HISTORICAL NOTES OF INTEREST

Chapter 2

Special Operations Executive was the first national-level government-sponsored guerilla warfare agency in history. It was designed to overthrow enemy governments by special means. They were charged by Churchill to “set Europe ablaze.”

Chapter 3

The chief of the security detachment was rotating his men through No. 1 British Parachute Training School and the Special Warfare Training Center at Achnacarry, Scotland, two at a time so they would be as well trained as the men they were charged with providing security for.

Chapter 5

Vice Admiral Randolph “Razor” Ransom, VC, KCB, DSO, OBE, DSC, was a legendary retired naval officer who had recently been recalled to active duty to act as commodore to merchant convoys on the “suicide run” to Malta.

Chapter 7

On Operation Tomcat, ordered at the last minute to “blow the lighthouse,” Lieutenant Percy Stirling had ignited the fuse on 125 pounds of guncotton that had been wedged under a two-story-tall acetylene fuel tank. This unwittingly created what might arguably have been the largest incendiary device on the continent of Europe, which when it exploded made him an instant living legend and earned him the nickname “Pyro.”

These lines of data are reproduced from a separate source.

//! Stock note types and the registry that hands them out.
//!
//! The registry is an ordinary value built at startup and passed to whatever
//! creates decks, so the set of available note types is explicit and can be
//! extended by callers.

use crate::errors::{ModelError, ModelResult};
use crate::model::{FieldDef, Model, TemplateDef};

/// Builds a fresh copy of a note type. Every call yields a new model id.
pub type ModelBuilder = fn() -> Model;

/// Number of cloze templates generated for the "Cloze" note type.
pub const CLOZE_TEMPLATES: usize = 8;

/// Named note-type builders in registration order.
#[derive(Debug, Clone)]
pub struct StockModels {
    builders: Vec<(String, ModelBuilder)>,
}

impl StockModels {
    /// Create a registry holding the built-in "Basic" and "Cloze" types.
    pub fn new() -> Self {
        let mut registry = Self::empty();
        registry.register("Basic", basic_model);
        registry.register("Cloze", cloze_model);
        registry
    }

    /// Create a registry with no note types.
    pub fn empty() -> Self {
        Self {
            builders: Vec::new(),
        }
    }

    /// Register a builder, replacing any existing one with the same name.
    pub fn register(&mut self, name: impl Into<String>, builder: ModelBuilder) {
        let name = name.into();
        match self.builders.iter_mut().find(|(n, _)| *n == name) {
            Some(existing) => existing.1 = builder,
            None => self.builders.push((name, builder)),
        }
    }

    /// Registered names in registration order.
    pub fn names(&self) -> impl Iterator<Item = &str> {
        self.builders.iter().map(|(n, _)| n.as_str())
    }

    pub fn contains(&self, name: &str) -> bool {
        self.builders.iter().any(|(n, _)| n == name)
    }

    /// Build a new model of the named type.
    pub fn build(&self, name: &str) -> ModelResult<Model> {
        self.builders
            .iter()
            .find(|(n, _)| n == name)
            .map(|(_, builder)| builder())
            .ok_or_else(|| ModelError::UnknownModel(name.to_string()))
    }

    pub fn len(&self) -> usize {
        self.builders.len()
    }

    pub fn is_empty(&self) -> bool {
        self.builders.is_empty()
    }
}

impl Default for StockModels {
    fn default() -> Self {
        Self::new()
    }
}

/// Front/Back cards with an optional reverse card.
pub fn basic_model() -> Model {
    Model::new("Basic")
        .with_field(FieldDef::new("Front").with_required(true).with_unique(true))
        .with_field(FieldDef::new("Back"))
        .with_template(TemplateDef::new("Forward", "{{Front}}", "{{Back}}"))
        .with_template(TemplateDef::new("Reverse", "{{Back}}", "{{Front}}").with_active(false))
}

/// Cloze deletions over a single text field.
pub fn cloze_model() -> Model {
    let mut model = Model::new("Cloze")
        .with_field(FieldDef::new("Text").with_required(true).with_unique(true))
        .with_field(FieldDef::new("Notes"));

    for n in 1..=CLOZE_TEMPLATES {
        model.templates.push(TemplateDef::new(
            format!("Cloze {n}"),
            format!("{{{{#cloze:{n}:Text}}}}<br>{{{{cloze:{n}:Text}}}}<br>{{{{/cloze:{n}:Text}}}}"),
            format!("{{{{cloze:{n}:Text}}}}<br>{{{{Notes}}}}"),
        ));
    }
    model
}

#[cfg(test)]
mod tests {
    use super::*;

    #[test]
    fn test_default_registry() {
        let stock = StockModels::new();
        assert_eq!(stock.names().collect::<Vec<_>>(), vec!["Basic", "Cloze"]);
        assert!(stock.contains("Cloze"));
        assert!(!stock.contains("Image Occlusion"));
    }

    #[test]
    fn test_basic_model() {
        let model = StockModels::new().build("Basic").unwrap();
        assert_eq!(model.name, "Basic");
        assert_eq!(model.field_names().collect::<Vec<_>>(), vec!["Front", "Back"]);
        assert!(model.fields[0].required && model.fields[0].unique);
        assert!(!model.fields[1].required && !model.fields[1].unique);

        assert_eq!(model.templates.len(), 2);
        assert_eq!(model.templates[1].name, "Reverse");
        assert_eq!(model.templates[1].question_format, "{{Back}}");
        assert!(!model.templates[1].active);
        assert_eq!(model.active_templates().count(), 1);
    }

    #[test]
    fn test_cloze_model() {
        let model = cloze_model();
        assert_eq!(model.field_names().collect::<Vec<_>>(), vec!["Text", "Notes"]);
        assert_eq!(model.templates.len(), CLOZE_TEMPLATES);
        assert_eq!(model.templates[2].name, "Cloze 3");
        assert_eq!(
            model.templates[2].question_format,
            "{{#cloze:3:Text}}<br>{{cloze:3:Text}}<br>{{/cloze:3:Text}}"
        );
        assert_eq!(model.templates[2].answer_format, "{{cloze:3:Text}}<br>{{Notes}}");
        assert!(model.templates.iter().all(|t| t.active));
    }

    #[test]
    fn test_builds_are_independent() {
        let stock = StockModels::new();
        let a = stock.build("Basic").unwrap();
        let b = stock.build("Basic").unwrap();
        assert_ne!(a.id, b.id);
    }

    #[test]
    fn test_register_and_replace() {
        fn definitions() -> Model {
            Model::new("Definitions").with_field(FieldDef::new("Term"))
        }
        fn definitions_v2() -> Model {
            Model::new("Definitions v2").with_field(FieldDef::new("Term"))
        }

        let mut stock = StockModels::empty();
        assert!(stock.is_empty());

        stock.register("Definitions", definitions);
        stock.register("Definitions", definitions_v2);
        assert_eq!(stock.len(), 1);
        assert_eq!(stock.build("Definitions").unwrap().name, "Definitions v2");
    }

    #[test]
    fn test_unknown_model() {
        let err = StockModels::new().build("Missing").unwrap_err();
        assert!(matches!(err, ModelError::UnknownModel(name) if name == "Missing"));
    }
}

After Raiding Forces’ first raid—where in a stroke of fantastic good luck they captured Panzer General Ernest von Rittenhauser parked in his staff car on the beach with a French girl of questionable morals—Churchill went on radio and warned all Germans serving everywhere that they must be ever vigilant because there was a “hand of steel” that would come from the sea to pluck them from their post.

Chapter 10

It was later determined that the shots that killed Commander Sprague were the first fired between England and France in 125 years.

Chapter 11

Colonel Menzies, Lieutenant Commander Fleming, and Captain Stone were all graduates of Eton. Colonel Menzies and Captain Stone were also members of Pop, the 2nd Life Guards, and the Beauford Hunt.

In the quirky British military, what were described as German E-boats (the E standing for enemy) were called S-boats by the Kriegsmarine (the S standing for schnell, or fast). E-boats (S-boats) were equivalent to motor gunboats or motor torpedo boats. They had a crew of twenty-five-plus men.

R-boats (Raumboots) were small minesweepers, with a crew of forty-plus men.

M-boats (Minensuchboots) were minesweepers, with a crew of eighty-plus men.

Chapter 14

During No. 1 Parachute School, the men of Raiding Forces learned the Rebel Yell from Major John Randal. However, they confused the name and began calling it a Comanche Yell. No matter how hard he tried, Major Randal could never get the Raiders to refer to the Yeeeeeehaaaaaa!—which literally drove the instructors crazy—by the correct name. In the military, once a nickname is given, it sticks.

Raiding Forces had not had an opportunity to improve its woefully lacking training in demolitions. No one really knew how to blow up an E-boat. It was powered by diesel engines and diesel fuel was not thought to be particularly explosive.

Chapter 20

Operation Lounge Lizard was named in honor of Captain Terry “Zorro” Stone. Lady Jane had once described the legendary lothario by that term in pre-war days.

Chapter 23

The governor was called home to England within the next few months, and he retired from the service involuntarily. A worse assignment was eventually found for General Giffard in the China-Burma-India Theatre.

Chapter 28

Not one word of the disappearance of SS Colonel Doctor von Himmel and his wife ever leaked out publicly. The German couple had simply vanished. As for the Gyaman tribe crossing into the Gold Coast Colony causing an international incident, it infuriated the Vichy French, but no one in the Third Reich gave it so much as a passing thought.

Chapter 42

The Knight’s Cross was worn on a red, white, and black choker around the recipient’s neck. Receiving the coveted award was called “getting a sore throat.”

Chapter 43

In the Great War, then Sub-Lieutenant Richard Seaborn had been ashore buying vegetables for the officers’ mess when his ship sailed without him to fight the Battle of Jutland.